Shareholders of Genting Malaysia Bhd have overwhelmingly approved the US$1.23 billion sale of its 15.5-acres of land in Miami, Florida, following news that the company entered into a sale and purchase agreement in April.
In a filing, Genting Malaysia revealed the transaction has been given the green light with 979 shareholders representing 99.98% of shares, while 136 shareholders representing 0.02% of shares opposed the move.
As previously reported by IAG, the company entered into a conditional sale and purchase agreement on 26 April with a group called Smart Miami City LLC, who will acquire four parcels of land measuring a combined 15.47 acres in total.
The proceeds are expected to be used by Genting Malaysia to expand its current slots-only Resorts World New York City casino should it win one of three full casino licenses to be granted in New York this year. A full license which would allow for the addition of gaming tables.
In an April note, Nomura analysts Tushar Mohata and Alpa Aggarwal said the sale was a “very positive development” for the company and its parent, Genting Bhd.
“The original cost of investment in 2011 was US$259 million, and the carrying value as of now is US$255 million, implying Genting Malaysia would gain US$966 million if the planned purchase materializes,” they wrote.

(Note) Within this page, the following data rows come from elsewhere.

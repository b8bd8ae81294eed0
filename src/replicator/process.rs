use tracing::{debug, error, info, warn};

use crate::config::ServerConfig;
use crate::net::error::{EXIT_FAILURE, Result, ServerError};
use crate::util::fd::{cvt, cvt_retry};

use super::serve;

/// Fork `config.process_workers` replicas and wait for all of them
///
/// Must be called while the process is single-threaded. Returns an error
/// if any child exits non-zero or is killed by a signal.
pub fn run_processes(config: &ServerConfig) -> Result<()> {
    let parent = unsafe { libc::getpid() };
    let mut children = Vec::with_capacity(config.process_workers);

    for id in 0..config.process_workers {
        let pid = cvt(unsafe { libc::fork() })
            .map_err(|source| ServerError::Spawn { what: "fork", source })?;
        if pid == 0 {
            run_child(id, config, parent);
        }
        debug!(worker = id, pid, "forked replica");
        children.push((id, pid));
    }
    info!(workers = children.len(), "process replicas running");

    let mut failure = None;
    reap(children, |id, pid, exit| match exit {
        ChildExit::Code(0) => debug!(worker = id, pid, "replica exited"),
        ChildExit::Code(code) => {
            warn!(worker = id, pid, code, "replica exited with failure");
            failure = failure.take().or(Some(ServerError::WorkerExited { pid, status: code }));
        }
        ChildExit::Signal(sig) => {
            warn!(worker = id, pid, signal = sig, "replica killed by signal");
            failure = failure.take().or(Some(ServerError::WorkerExited { pid, status: 128 + sig }));
        }
    })?;

    match failure {
        Some(e) => Err(e),
        None => Ok(()),
    }
}

/// Wait until every child in `children` is gone, calling `on_exit` for each
/// one in the order they exit.
fn reap(
    mut children: Vec<(usize, libc::pid_t)>,
    mut on_exit: impl FnMut(usize, libc::pid_t, ChildExit),
) -> Result<()> {
    while !children.is_empty() {
        let (pid, status) = wait_any()?;
        let Some(pos) = children.iter().position(|&(_, p)| p == pid) else {
            debug!(pid, "reaped unknown child");
            continue;
        };
        let (id, _) = children.swap_remove(pos);
        on_exit(id, pid, decode_status(status));
    }
    Ok(())
}

fn run_child(id: usize, config: &ServerConfig, parent: libc::pid_t) -> ! {
    // don't outlive the parent; it may already be gone by now
    unsafe { libc::prctl(libc::PR_SET_PDEATHSIG, libc::SIGTERM) };
    if unsafe { libc::getppid() } != parent {
        std::process::exit(0);
    }

    let code = match serve(id, config) {
        Ok(()) => 0,
        Err(e) => {
            let errno = e.os_error().and_then(|os| os.raw_os_error());
            error!(worker = id, error = %e, errno, "replica failed");
            EXIT_FAILURE
        }
    };
    std::process::exit(code)
}

fn wait_any() -> Result<(libc::pid_t, libc::c_int)> {
    let mut status: libc::c_int = 0;
    let pid = cvt_retry(|| unsafe { libc::waitpid(-1, &mut status, 0) })
        .map_err(|source| ServerError::Spawn { what: "waitpid", source })?;
    Ok((pid, status))
}

#[derive(Debug, Clone, Copy, PartialEq, Eq)]
enum ChildExit {
    Code(i32),
    Signal(i32),
}

fn decode_status(status: libc::c_int) -> ChildExit {
    if libc::WIFSIGNALED(status) {
        ChildExit::Signal(libc::WTERMSIG(status))
    } else {
        ChildExit::Code(libc::WEXITSTATUS(status))
    }
}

“This is a large windfall for the company, in our view, and will help improve the balance sheet for both Genting Malaysia and Genting after years of capex, COVID-19 related slowdown and generous dividends, which have resulted in its net debt-to-equity rising from 19% as of end-2019 to 71% as of end-2022. A rough calculation shows that Genting Malaysia’s net debt to equity will fall back sharply to 21% post the sale.
“We believe the cash proceeds are likely to be retained within the company for the time being to help fund the down-state New York gaming license capex, should Genting Malaysia be successful in the bidding process. We expect the license award timeline in 1Q24.”
Genting still owns the Hilton Miami Downtown hotel and connected Omni Center but had hoped to develop a large-scale integrated resort, Resorts World Miami, on the parcel of land in question.
However, hopes that Florida might push through new gambling legislation to allow such a development were never realized and it was considered unlikely any such legislation might happen in the foreseeable future.